I might point out that Bean was finally toppled by Joe Walsh, a wildly underfunded wingnut former radio host. (Bean had National Chamber of Commerce support in her losing race.) She won the race to the middle; what she lost was the election.
For decades, the senate delegation from Illinois was Paul Douglas, arguably the most progressive Democrat of his era, and Everett Dirksen, some of that time the Republican leader of the Senate. These guys didn't have many positions in common on the issues of the day, but you fucking-well knew where either of them stood.
The same electorate chose one of them and then the other two or four years later, presidential years, off years. One can argue that this was a different era, but people were not really that different.
So, the DLC hypothesis: "The electorate is spread out along a line from progressive to conservative and the way to win is to take positions which are at the midpoint," does not comport with experience.
On the other hand, the hypothesis that claims to be the alternative: "Each person is always going to vote for one party or the other; the way to win is to turn out the demographic blocks which will vote for your party if they vote," contradicts the many split tickets that we know have been cast.
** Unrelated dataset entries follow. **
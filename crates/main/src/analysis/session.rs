////////////////////////////////////////////////////////////////////////////////
// This file is part of "Ad Astra", an embeddable scripting programming       //
// language platform.                                                         //
//                                                                            //
// This work is proprietary software with source-available code.              //
//                                                                            //
// To copy, use, distribute, or contribute to this work, you must agree to    //
// the terms of the General License Agreement:                                //
//                                                                            //
// https://github.com/Eliah-Lakhin/ad-astra/blob/master/EULA.md               //
//                                                                            //
// The agreement grants a Basic Commercial License, allowing you to use       //
// this work in non-commercial and limited commercial products with a total   //
// gross revenue cap. To remove this commercial limit for one of your         //
// products, you must acquire a Full Commercial License.                      //
//                                                                            //
// If you contribute to the source code, documentation, or related materials, //
// you must grant me an exclusive license to these contributions.             //
// Contributions are governed by the "Contributions" section of the General   //
// License Agreement.                                                         //
//                                                                            //
// Copying the work in parts is strictly forbidden, except as permitted       //
// under the General License Agreement.                                       //
//                                                                            //
// If you do not or cannot agree to the terms of this Agreement,              //
// do not use this work.                                                      //
//                                                                            //
// This work is provided "as is", without any warranties, express or implied, //
// except where such disclaimers are legally invalid.                         //
//                                                                            //
// Copyright (c) 2024 Ilya Lakhin (Илья Александрович Лахин).                 //
// All rights reserved.                                                       //
////////////////////////////////////////////////////////////////////////////////

use std::{
    fmt::{Debug, Display, Formatter},
    sync::Mutex,
    thread::ThreadId,
};

use ahash::{AHashMap, RandomState};
use lady_deirdre::{
    analysis::TaskHandle,
    arena::{Id, Identifiable},
    sync::{Shared, Table},
};
use log::trace;

use crate::{
    analysis::{
        dispatcher::ResolutionDispatcher,
        Collaborators,
        ElementClassifier,
        ResolveConfig,
        ResolveError,
        ResolveResult,
    },
    semantics::{
        BodyResolveMode,
        DependencyForcer,
        DescriptorContents,
        DescriptorRef,
        FileImports,
        ForceState,
        GlobalBinding,
        LazyDescriptor,
        PackageIndex,
        Resolver,
        SemanticBinding,
        RESOLVE_LOG,
    },
    syntax::{ElementRef, SyntaxTree},
};

/// An on-demand semantic resolution session over a single [SyntaxTree].
///
/// The session answers queries about the elements of the tree: what a name
/// refers to, which names are visible at an element, what type an
/// expression has, and which flow facts hold at a statement. Each query
/// resolves the smallest enclosing unit (a declaration, an import directive,
/// a code fragment, etc.) that determines the requested facts, and returns a
/// [SemanticBinding] with the results.
///
/// Declarations are turned into [descriptors](LazyDescriptor) lazily. A
/// descriptor is computed ("forced") at most once per session, and the
/// signature-level facts produced by forcing become visible to all
/// subsequent queries.
///
/// ## Concurrency
///
/// The session is `Send + Sync`. Queries may run from multiple threads
/// simultaneously. If two threads need the same descriptor, one of them
/// computes it and the other one waits. Dependency cycles, including the
/// cycles that span several threads, are broken by returning a partially
/// computed view of the descriptor on the cycle.
///
/// ## Cancellation
///
/// Every query function accepts a [TaskHandle]. When the handle is
/// triggered, the query returns [ResolveError::Interrupted] as soon as
/// possible. An interrupted query does not leave any traces in the session's
/// caches.
///
/// ```rust
/// use ad_astra_resolve::{
///     analysis::{Collaborators, ResolveConfig, ResolveSession},
///     lady_deirdre::analysis::TriggerHandle,
///     semantics::BodyResolveMode,
///     syntax::{SyntaxKind, TreeBuilder},
/// };
///
/// let mut builder = TreeBuilder::new();
///
/// builder.start(SyntaxKind::File);
/// builder.start_named(SyntaxKind::Function, "answer");
/// builder.empty_leaf(SyntaxKind::ParameterList);
/// let body = builder.leaf(SyntaxKind::IntLiteral, "42");
/// builder.finish();
/// builder.finish();
///
/// let session = ResolveSession::new(
///     builder.build(),
///     ResolveConfig::new(),
///     Collaborators::new(),
/// );
///
/// let handle = TriggerHandle::new();
///
/// let binding = session
///     .resolve_to_element(&body, BodyResolveMode::Full, &handle)
///     .unwrap();
///
/// assert!(binding.expression_type(&body).unwrap().is_resolved());
/// ```
pub struct ResolveSession {
    pub(crate) id: Id,
    pub(crate) tree: Shared<SyntaxTree>,
    pub(crate) config: ResolveConfig,
    pub(crate) collaborators: Collaborators,
    pub(crate) global: Shared<GlobalBinding>,
    pub(crate) waits: Mutex<AHashMap<ThreadId, DescriptorRef>>,
    pub(crate) imports: Table<ElementRef, Shared<FileImports>, RandomState>,
    pub(crate) packages: PackageIndex,
}

impl Debug for ResolveSession {
    fn fmt(&self, formatter: &mut Formatter<'_>) -> std::fmt::Result {
        formatter
            .debug_struct("ResolveSession")
            .field("id", &self.id)
            .field("tree", self.tree.as_ref())
            .field("config", &self.config)
            .finish_non_exhaustive()
    }
}

impl Display for ResolveSession {
    #[inline(always)]
    fn fmt(&self, formatter: &mut Formatter<'_>) -> std::fmt::Result {
        formatter.write_fmt(format_args!("ResolveSession({})", self.id))
    }
}

impl Identifiable for ResolveSession {
    #[inline(always)]
    fn id(&self) -> Id {
        self.id
    }
}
We don't know how a particular voter votes, and -- thus -- we don't know the number of individual split tickets. We do know the net split tickets. We know that especially well in districts where split tickets are enough to determine the outcome.
The alternative to these contrafactual claims is persuasion.
Persuasion is telling your story. Particular candidates tell their stories, but also they -- and the party -- tell the story of what their policies mean.
Do you remember the cute toddler who had been born with a pre-existing condition whose story was told at the Democratic Convention in 2012? That was a story dramatizing the ACA, and was arguably the best use of time at either convention.
And, of course, persuasion is not wasted on our side. People who are more certain of the reasons for voting our way are more likely to come out and vote. Persuasion is not an alternative to turn-out; it is another method of turn-out. Perhaps, it is not the most cost-effective method if you are only measuring our core, but it the turn-out benefits must be added to the benefits with regard to leaners (and the benefits with regard to the guys on the other side who are less likely to vote if we persuade them of one detail the Republicans get wrong).
Another issue is persistance. When we drag somebody to the polls in 2012, he may be more habituated to voting by 2014; he may, on the other hand, more resistant to being dragged in 2014. (We know how this tension worked out in 2010.) If we persuade him, he will stay persuaded or the Republicans will have to work to get him back. Turn-out is a short-term strategy. Persuasion is a long-term strategy. Both strategies are neeed.
It sometimes seems to me that we are surrendering the persuasion battlefield to the right wing. The major exception is the political success story of the 21st century. The right has talk radio, Fox, major efforts in LTE columns, and some pulpits. We talk, if ever about issues, to ourselves.
The excxeption is marriage equality and gay rights in general. That clearly succeeds because it depends on sources apart from regular progressive ones. The gay-rights arguments have their own outlets, their own voices, their own "agenda."